Other Views from Those in the Know
President and CEO, Florida Retail Federation
FPL’s Rate Request Asks For Too Much
Florida Power & Light Co. customers should make their voices heard on the company’s request for higher electricity rates by attending the Florida Public Service Commission’s public hearings.
The Florida Retail Federation is representing customers opposing the increase, and we would like to respond to some of the points raised by the utility.
A $690 million rate hike is not necessary for FPL to continue generating healthy profits. In its public statements attempting to justify the rate increase, FPL accurately points out the many good investments the company has made in our state’s energy infrastructure. We appreciate these investments, and believe that current rates will allow FPL to continue providing the safe and reliable service we have come to expect.
According to its filings, FPL’s present rates give the company at least $10.4 billion a year in revenue, even assuming a pessimistic sales outlook. That estimate includes about $1.2 billion in profit, which is one of the key issues at stake in the rate case.
During these hearings, customers should pay attention to the term “return on equity,” which is another way of saying “profit.” FPL is seeking an “adjustment” to its return on equity. In fact, this adjustment is a request for a substantial increase in the profit FPL can take from its captive customers.
We believe that FPL is asking for an excessive profit – 11.5 percent after taxes, which is about 18.7 percent before taxes. Allowing FPL its current after-tax return of 9 percent is more than enough, and probably generous, since FPL is a monopoly provider of electricity. Maintaining FPL’s return on equity at 9 percent would reduce the requested increase by nearly half, about $340 million a year.

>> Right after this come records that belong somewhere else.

//! WAV file recorder
//!
//! Renders engine output to a mono float WAV file for offline use.

use anyhow::{Context, Result};
use hound::{SampleFormat, WavSpec, WavWriter};
use std::fs::File;
use std::io::BufWriter;
use std::path::Path;

/// Mono 32-bit float WAV recorder
pub struct Recorder {
    writer: WavWriter<BufWriter<File>>,
    sample_rate: u32,
    samples_written: u64,
}

impl Recorder {
    /// Create a recorder writing to `path` at the given sample rate
    pub fn new(path: &Path, sample_rate: u32) -> Result<Self> {
        let spec = WavSpec {
            channels: 1,
            sample_rate,
            bits_per_sample: 32,
            sample_format: SampleFormat::Float,
        };

        let writer = WavWriter::create(path, spec)
            .with_context(|| format!("failed to create WAV file: {:?}", path))?;

        Ok(Self {
            writer,
            sample_rate,
            samples_written: 0,
        })
    }

    /// Get the sample rate
    pub fn sample_rate(&self) -> u32 {
        self.sample_rate
    }

    /// Get the number of samples written
    pub fn samples_written(&self) -> u64 {
        self.samples_written
    }

    /// Get the duration recorded in seconds
    pub fn duration_secs(&self) -> f64 {
        self.samples_written as f64 / self.sample_rate as f64
    }

    /// Write one block of rendered samples
    pub fn write_block(&mut self, block: &[f32]) -> Result<()> {
        for &sample in block {
            self.writer
                .write_sample(sample)
                .context("failed to write sample")?;
        }
        self.samples_written += block.len() as u64;
        Ok(())
    }

    /// Finalize the WAV file.
    ///
    /// Must be called to close the file and write the header.
    pub fn finalize(self) -> Result<()> {
        self.writer.finalize().context("failed to finalize WAV file")
    }
}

Of course, FPL will make even more money if it sells more electricity. In Florida, with a growing population, most other utilities are expecting sales to go up next year. In contrast, FPL has based part of its requested rate hike on projections that it will sell less electricity in 2013 than in 2011.
Sales projections matter. We estimate that a 1 percent increase in FPL’s annual sales generates about $44 million in additional base rate revenue. That means FPL’s “need” for a base rate increase would be reduced by a comparable amount, and we believe that FPL has understated its projected sales by more than that.
FPL is entitled to recover fuel costs dollar-for-dollar, and any reduction in fuel costs must be passed back to customers. So, if the PSC were to deny the requested base rate hike, customer bills would go down by the amount of the lower fuel costs. Fuel costs go up and down, but a base rate increase is very likely forever.
To put the proposed increase in perspective, let’s look back to FPL’s last rate case, which it filed in 2009. FPL asked for increases of more than $1.25 billion a year. Then, as now, the Florida Retail Federation challenged the company’s request. The Public Service Commission determined that FPL was entitled to increases of only $76 million a year. Since then, FPL has continued to enjoy very high profits and substantial increases in the company’s stock price.
As a monopoly provider of electricity in some of the nation’s largest markets, FPL has a good thing going. As a regulated utility, it has a duty to offer safe and reliable service at the lowest possible cost. FPL’s captive customers, both residential and commercial, should not be asked to pay more.
Rick McAllister is president and CEO of the Florida Retail Federation.